╭─ Material for this exercise

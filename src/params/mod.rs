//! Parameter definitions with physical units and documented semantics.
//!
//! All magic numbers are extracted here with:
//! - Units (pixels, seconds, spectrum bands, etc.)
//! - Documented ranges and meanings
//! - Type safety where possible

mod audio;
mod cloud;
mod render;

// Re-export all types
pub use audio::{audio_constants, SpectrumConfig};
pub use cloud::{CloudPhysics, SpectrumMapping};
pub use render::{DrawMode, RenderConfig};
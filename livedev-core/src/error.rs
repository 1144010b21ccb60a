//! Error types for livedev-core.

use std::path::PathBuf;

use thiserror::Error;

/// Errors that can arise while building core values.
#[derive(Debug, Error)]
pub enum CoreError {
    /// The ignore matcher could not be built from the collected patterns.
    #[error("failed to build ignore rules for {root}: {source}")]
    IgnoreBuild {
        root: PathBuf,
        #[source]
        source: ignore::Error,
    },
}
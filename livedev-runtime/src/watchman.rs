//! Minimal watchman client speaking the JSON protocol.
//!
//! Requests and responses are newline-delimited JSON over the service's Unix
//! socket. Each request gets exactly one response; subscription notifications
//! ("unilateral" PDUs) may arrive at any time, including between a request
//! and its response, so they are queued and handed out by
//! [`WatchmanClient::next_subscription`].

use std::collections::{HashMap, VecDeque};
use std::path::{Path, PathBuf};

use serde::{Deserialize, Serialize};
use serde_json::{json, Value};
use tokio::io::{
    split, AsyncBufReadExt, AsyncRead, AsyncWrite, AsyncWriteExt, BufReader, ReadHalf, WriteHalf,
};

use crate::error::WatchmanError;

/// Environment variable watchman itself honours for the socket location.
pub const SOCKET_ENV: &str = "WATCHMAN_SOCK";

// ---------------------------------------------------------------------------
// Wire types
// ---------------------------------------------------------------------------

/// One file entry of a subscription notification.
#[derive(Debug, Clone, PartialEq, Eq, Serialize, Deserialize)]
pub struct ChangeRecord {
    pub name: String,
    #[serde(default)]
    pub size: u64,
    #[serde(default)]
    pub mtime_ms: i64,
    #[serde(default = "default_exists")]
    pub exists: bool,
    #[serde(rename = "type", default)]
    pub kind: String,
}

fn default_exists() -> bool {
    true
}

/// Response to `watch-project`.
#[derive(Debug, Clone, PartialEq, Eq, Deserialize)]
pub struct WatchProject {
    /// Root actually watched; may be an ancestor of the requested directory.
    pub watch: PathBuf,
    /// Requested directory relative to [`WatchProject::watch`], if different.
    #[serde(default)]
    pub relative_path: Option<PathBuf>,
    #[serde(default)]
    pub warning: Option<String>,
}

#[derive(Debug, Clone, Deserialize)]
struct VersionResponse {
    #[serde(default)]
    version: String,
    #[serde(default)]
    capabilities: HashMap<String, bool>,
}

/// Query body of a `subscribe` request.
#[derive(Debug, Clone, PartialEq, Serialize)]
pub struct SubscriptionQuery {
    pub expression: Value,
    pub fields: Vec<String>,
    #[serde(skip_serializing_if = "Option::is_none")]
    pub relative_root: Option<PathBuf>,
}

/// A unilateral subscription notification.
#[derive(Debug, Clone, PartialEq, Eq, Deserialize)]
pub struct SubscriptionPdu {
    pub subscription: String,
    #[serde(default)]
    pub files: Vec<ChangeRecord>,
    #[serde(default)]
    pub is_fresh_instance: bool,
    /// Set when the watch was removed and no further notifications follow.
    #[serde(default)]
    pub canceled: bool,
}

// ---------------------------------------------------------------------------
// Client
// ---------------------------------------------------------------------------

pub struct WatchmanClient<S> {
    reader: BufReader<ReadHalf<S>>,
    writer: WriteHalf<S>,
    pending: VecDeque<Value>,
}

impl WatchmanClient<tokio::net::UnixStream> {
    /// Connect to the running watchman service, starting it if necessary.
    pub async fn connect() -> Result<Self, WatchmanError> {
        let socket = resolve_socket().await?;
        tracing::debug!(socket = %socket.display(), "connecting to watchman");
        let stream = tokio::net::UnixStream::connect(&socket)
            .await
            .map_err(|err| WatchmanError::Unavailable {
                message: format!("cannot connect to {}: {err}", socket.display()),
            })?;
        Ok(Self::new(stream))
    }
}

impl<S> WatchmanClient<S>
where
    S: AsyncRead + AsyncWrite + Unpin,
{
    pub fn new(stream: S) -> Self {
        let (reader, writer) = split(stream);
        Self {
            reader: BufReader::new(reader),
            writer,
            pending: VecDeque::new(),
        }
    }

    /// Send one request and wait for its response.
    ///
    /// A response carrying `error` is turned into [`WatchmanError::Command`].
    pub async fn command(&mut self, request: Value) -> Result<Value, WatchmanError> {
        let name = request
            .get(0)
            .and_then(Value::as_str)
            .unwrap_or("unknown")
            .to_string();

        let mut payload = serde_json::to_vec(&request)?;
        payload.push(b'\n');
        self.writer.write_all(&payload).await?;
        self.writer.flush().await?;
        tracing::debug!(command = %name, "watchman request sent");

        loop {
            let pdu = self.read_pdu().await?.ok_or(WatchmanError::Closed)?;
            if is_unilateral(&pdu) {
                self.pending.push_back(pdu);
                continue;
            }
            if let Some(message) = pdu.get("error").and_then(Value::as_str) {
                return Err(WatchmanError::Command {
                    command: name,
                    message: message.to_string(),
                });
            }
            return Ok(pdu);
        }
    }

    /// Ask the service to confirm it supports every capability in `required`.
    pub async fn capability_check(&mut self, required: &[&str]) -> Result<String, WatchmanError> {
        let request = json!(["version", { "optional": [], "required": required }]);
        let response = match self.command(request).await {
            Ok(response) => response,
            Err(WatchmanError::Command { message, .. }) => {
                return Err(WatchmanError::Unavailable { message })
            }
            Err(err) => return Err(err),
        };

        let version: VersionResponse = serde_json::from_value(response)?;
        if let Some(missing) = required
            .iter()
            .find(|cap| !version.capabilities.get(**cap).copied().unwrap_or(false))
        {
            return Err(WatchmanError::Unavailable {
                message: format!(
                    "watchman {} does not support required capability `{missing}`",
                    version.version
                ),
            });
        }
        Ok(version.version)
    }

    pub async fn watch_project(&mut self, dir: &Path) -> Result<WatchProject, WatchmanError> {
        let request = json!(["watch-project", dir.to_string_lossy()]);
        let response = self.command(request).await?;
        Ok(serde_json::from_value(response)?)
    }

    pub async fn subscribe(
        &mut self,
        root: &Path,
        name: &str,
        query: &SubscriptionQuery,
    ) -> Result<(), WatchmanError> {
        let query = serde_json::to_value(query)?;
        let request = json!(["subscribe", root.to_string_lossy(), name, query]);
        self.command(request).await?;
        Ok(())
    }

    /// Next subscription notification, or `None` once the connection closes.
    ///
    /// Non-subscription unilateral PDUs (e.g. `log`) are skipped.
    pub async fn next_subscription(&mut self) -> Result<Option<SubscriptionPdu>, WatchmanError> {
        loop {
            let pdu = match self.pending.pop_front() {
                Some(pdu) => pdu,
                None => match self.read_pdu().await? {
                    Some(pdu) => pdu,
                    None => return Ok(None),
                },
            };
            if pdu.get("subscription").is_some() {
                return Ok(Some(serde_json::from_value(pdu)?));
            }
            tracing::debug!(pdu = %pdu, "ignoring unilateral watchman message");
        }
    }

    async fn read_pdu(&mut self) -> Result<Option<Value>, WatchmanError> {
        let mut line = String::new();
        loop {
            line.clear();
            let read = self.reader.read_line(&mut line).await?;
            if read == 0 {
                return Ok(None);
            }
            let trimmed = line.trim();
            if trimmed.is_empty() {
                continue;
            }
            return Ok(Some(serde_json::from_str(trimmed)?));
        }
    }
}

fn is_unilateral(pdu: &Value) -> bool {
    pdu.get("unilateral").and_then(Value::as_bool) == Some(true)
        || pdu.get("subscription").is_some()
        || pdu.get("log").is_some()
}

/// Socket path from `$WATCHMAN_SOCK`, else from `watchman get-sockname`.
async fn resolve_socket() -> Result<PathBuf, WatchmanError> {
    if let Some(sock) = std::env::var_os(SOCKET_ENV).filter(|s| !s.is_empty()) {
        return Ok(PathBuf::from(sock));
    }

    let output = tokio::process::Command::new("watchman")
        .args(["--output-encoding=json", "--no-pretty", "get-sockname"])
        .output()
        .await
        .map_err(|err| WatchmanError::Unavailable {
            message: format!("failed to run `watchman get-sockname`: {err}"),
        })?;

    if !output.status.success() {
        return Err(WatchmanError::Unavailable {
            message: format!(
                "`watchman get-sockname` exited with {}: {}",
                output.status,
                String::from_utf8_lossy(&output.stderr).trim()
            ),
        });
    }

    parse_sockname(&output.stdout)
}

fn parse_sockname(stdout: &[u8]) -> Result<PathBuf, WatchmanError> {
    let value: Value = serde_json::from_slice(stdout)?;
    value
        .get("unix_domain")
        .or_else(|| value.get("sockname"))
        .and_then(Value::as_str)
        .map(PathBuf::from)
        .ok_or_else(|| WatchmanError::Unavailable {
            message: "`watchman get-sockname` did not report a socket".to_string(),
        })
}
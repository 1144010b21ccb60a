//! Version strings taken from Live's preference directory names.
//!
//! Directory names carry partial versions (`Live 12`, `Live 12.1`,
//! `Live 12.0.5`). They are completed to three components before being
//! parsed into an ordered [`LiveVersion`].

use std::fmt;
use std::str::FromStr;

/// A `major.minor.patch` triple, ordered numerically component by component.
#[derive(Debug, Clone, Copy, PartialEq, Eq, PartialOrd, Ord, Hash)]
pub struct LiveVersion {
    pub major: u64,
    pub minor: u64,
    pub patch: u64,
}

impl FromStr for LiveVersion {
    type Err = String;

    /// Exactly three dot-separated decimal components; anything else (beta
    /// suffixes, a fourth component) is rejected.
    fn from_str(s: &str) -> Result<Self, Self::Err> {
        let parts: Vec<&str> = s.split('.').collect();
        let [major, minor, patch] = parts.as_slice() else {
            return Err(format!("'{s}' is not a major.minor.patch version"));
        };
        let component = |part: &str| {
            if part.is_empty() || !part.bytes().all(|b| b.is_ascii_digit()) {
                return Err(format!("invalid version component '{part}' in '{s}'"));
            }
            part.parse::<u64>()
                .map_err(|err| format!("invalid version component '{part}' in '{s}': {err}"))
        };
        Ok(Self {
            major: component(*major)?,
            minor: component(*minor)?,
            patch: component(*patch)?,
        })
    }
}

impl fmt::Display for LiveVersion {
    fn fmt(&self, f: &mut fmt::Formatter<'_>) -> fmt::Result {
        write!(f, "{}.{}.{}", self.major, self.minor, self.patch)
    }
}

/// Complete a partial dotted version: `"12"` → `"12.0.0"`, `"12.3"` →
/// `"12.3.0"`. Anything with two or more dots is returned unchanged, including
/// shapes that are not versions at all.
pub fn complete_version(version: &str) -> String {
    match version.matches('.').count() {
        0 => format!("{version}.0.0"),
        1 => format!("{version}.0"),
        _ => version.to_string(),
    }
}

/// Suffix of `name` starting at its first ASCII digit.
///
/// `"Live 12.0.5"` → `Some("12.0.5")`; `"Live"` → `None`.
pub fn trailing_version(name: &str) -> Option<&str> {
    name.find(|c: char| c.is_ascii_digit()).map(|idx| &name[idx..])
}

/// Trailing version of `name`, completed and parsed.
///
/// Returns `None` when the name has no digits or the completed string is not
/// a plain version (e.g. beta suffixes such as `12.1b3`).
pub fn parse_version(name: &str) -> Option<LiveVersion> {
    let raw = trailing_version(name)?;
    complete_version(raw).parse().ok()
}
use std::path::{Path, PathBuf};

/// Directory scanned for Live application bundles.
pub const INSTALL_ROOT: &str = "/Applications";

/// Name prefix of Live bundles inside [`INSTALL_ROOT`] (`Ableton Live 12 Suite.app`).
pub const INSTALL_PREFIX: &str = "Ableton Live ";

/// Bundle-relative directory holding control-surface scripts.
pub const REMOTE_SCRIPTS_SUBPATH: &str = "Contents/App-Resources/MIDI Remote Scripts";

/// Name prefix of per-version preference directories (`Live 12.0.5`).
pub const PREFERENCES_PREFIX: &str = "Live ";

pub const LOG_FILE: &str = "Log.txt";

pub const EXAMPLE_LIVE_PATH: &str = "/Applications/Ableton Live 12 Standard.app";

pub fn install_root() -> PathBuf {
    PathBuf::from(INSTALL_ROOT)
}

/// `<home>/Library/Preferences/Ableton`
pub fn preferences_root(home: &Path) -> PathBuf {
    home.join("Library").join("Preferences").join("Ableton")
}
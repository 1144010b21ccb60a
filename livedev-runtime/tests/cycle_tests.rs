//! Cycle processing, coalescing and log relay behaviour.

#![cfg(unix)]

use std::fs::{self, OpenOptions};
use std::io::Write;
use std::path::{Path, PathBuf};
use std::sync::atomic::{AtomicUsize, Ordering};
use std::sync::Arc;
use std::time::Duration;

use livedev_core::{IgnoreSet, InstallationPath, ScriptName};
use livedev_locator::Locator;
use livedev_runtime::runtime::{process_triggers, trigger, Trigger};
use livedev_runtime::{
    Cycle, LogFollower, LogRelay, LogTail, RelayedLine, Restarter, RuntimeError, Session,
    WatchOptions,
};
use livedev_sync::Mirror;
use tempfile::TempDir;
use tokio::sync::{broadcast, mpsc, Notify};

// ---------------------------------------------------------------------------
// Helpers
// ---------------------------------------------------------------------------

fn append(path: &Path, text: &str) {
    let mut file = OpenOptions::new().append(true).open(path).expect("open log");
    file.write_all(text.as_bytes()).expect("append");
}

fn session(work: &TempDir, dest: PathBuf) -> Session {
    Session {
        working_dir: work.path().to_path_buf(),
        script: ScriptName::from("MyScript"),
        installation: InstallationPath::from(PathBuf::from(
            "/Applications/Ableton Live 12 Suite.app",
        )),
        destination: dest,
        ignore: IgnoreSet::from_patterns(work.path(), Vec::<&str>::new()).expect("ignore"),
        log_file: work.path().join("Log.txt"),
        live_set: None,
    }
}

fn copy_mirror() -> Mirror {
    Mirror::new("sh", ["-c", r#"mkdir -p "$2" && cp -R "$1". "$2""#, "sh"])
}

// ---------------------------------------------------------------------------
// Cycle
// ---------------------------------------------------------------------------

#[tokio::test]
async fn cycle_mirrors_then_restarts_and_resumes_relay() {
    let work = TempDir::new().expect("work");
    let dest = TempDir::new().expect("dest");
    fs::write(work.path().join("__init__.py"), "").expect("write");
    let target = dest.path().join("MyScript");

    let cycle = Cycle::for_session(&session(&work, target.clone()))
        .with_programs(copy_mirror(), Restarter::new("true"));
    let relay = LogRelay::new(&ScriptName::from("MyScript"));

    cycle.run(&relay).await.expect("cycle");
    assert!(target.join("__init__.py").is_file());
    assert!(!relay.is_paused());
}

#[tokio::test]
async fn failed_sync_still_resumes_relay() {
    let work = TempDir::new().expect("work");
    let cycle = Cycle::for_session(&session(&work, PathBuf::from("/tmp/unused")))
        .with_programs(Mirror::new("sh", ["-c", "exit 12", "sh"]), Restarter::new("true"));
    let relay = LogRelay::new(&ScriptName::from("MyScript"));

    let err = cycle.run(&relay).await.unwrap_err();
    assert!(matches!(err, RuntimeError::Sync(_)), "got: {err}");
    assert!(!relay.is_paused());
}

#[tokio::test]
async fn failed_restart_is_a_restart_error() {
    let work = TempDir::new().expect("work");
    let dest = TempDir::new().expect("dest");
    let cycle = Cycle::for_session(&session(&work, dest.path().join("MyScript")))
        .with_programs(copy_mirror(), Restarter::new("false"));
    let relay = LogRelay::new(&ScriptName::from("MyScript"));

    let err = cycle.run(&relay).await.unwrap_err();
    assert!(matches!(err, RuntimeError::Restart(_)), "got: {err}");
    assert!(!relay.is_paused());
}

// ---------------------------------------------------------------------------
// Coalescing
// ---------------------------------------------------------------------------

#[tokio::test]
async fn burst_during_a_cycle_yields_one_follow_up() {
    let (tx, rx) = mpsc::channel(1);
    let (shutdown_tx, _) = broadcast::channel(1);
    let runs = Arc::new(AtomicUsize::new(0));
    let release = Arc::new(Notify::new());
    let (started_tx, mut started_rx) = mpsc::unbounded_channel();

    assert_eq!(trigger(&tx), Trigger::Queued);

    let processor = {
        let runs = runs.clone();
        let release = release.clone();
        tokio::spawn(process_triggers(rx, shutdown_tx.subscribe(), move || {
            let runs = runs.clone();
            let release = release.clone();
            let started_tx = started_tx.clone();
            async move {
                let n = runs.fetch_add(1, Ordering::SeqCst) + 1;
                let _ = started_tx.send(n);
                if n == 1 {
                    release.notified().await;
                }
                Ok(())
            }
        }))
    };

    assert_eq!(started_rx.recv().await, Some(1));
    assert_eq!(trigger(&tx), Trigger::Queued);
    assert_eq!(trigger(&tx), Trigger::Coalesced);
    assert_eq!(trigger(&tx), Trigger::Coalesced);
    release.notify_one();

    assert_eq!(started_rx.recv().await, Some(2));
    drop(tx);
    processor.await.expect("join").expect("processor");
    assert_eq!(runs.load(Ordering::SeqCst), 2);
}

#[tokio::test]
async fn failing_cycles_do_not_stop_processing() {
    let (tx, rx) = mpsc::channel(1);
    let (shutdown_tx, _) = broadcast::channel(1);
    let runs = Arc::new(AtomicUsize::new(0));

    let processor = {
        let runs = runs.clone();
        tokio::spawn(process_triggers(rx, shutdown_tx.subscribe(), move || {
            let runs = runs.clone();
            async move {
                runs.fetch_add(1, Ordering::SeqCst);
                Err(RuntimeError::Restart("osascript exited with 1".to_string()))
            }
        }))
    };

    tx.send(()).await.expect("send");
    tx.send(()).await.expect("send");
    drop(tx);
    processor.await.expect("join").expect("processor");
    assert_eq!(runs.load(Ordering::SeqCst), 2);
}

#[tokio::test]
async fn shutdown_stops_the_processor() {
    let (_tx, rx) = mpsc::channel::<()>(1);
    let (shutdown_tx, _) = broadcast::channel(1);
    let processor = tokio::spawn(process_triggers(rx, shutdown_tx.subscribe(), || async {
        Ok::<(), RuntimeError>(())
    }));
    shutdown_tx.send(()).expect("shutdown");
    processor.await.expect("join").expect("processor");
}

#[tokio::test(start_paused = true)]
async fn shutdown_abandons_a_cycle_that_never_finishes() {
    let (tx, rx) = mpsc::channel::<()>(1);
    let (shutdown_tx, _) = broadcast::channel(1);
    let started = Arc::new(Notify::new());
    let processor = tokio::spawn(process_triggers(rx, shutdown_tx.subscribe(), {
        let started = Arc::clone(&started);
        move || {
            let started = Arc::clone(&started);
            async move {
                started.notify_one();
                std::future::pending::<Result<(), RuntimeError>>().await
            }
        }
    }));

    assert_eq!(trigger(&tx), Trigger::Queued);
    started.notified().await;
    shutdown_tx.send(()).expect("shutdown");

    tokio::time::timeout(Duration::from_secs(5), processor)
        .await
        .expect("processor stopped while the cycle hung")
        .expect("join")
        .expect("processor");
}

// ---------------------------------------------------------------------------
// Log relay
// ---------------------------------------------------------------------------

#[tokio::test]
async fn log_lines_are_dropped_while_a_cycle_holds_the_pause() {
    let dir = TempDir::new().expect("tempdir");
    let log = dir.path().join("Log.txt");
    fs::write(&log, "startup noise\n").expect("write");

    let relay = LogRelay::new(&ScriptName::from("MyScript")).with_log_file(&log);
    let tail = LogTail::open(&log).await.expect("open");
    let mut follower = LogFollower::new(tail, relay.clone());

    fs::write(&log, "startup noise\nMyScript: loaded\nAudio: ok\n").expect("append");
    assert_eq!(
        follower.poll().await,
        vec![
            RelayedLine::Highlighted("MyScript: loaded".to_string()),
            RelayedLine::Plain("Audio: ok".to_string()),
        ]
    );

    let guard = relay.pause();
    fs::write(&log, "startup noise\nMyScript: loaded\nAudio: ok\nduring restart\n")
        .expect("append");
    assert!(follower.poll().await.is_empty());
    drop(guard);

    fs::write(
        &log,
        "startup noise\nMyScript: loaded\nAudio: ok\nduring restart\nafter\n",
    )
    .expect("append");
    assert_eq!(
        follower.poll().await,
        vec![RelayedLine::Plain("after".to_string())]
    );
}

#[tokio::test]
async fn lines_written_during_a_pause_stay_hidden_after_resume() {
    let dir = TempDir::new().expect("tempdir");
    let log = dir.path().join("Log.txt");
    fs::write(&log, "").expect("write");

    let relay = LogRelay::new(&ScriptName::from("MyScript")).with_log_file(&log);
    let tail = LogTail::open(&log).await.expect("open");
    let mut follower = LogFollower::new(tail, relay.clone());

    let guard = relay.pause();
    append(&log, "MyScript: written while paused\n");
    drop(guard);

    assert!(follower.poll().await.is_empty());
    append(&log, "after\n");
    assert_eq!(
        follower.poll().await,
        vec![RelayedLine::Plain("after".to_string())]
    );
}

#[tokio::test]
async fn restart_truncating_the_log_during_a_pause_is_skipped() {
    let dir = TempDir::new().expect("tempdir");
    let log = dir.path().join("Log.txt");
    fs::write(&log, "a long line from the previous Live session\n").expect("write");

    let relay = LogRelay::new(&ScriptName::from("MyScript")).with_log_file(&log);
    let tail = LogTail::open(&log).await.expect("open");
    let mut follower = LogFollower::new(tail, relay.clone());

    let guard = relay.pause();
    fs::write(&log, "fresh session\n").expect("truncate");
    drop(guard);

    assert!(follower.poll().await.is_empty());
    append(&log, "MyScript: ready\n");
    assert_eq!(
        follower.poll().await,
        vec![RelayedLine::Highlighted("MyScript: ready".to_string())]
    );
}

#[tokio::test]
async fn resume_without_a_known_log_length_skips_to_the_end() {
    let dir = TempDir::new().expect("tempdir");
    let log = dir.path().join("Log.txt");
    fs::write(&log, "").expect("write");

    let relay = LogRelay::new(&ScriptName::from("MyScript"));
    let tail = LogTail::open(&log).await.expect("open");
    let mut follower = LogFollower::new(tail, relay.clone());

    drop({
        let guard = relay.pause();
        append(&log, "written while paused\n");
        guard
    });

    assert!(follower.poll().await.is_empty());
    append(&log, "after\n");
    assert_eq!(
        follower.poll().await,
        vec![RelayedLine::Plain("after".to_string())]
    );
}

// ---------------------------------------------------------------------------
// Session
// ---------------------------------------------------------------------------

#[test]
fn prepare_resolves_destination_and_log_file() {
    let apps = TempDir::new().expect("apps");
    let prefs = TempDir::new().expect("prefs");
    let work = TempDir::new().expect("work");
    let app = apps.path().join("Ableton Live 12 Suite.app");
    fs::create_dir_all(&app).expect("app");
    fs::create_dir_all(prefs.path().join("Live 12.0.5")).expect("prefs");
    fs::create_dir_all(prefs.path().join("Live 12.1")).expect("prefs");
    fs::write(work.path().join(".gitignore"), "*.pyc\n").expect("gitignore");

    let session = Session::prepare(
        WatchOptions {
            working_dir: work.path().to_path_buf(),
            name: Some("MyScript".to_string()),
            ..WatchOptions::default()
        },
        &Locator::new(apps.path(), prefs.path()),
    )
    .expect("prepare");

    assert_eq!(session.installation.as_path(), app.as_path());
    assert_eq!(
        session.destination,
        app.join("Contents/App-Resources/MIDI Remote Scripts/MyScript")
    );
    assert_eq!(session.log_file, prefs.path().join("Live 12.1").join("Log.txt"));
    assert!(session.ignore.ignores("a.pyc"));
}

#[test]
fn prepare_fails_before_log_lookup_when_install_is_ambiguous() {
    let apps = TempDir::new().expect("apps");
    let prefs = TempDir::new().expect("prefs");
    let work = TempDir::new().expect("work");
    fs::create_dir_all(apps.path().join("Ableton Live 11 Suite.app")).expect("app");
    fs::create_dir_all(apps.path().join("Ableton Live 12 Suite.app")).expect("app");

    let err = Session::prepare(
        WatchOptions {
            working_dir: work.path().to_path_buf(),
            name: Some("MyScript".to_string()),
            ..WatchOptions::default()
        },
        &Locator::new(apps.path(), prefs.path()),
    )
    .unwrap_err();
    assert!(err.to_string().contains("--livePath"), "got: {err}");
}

╰─

[Problem description]:
Find each line of the data above that holds the word "AsyncRead", then copy it.

[Solution to this problem]:
    split, AsyncBufReadExt, AsyncRead, AsyncWrite, AsyncWriteExt, BufReader, ReadHalf, WriteHalf,
    S: AsyncRead + AsyncWrite + Unpin,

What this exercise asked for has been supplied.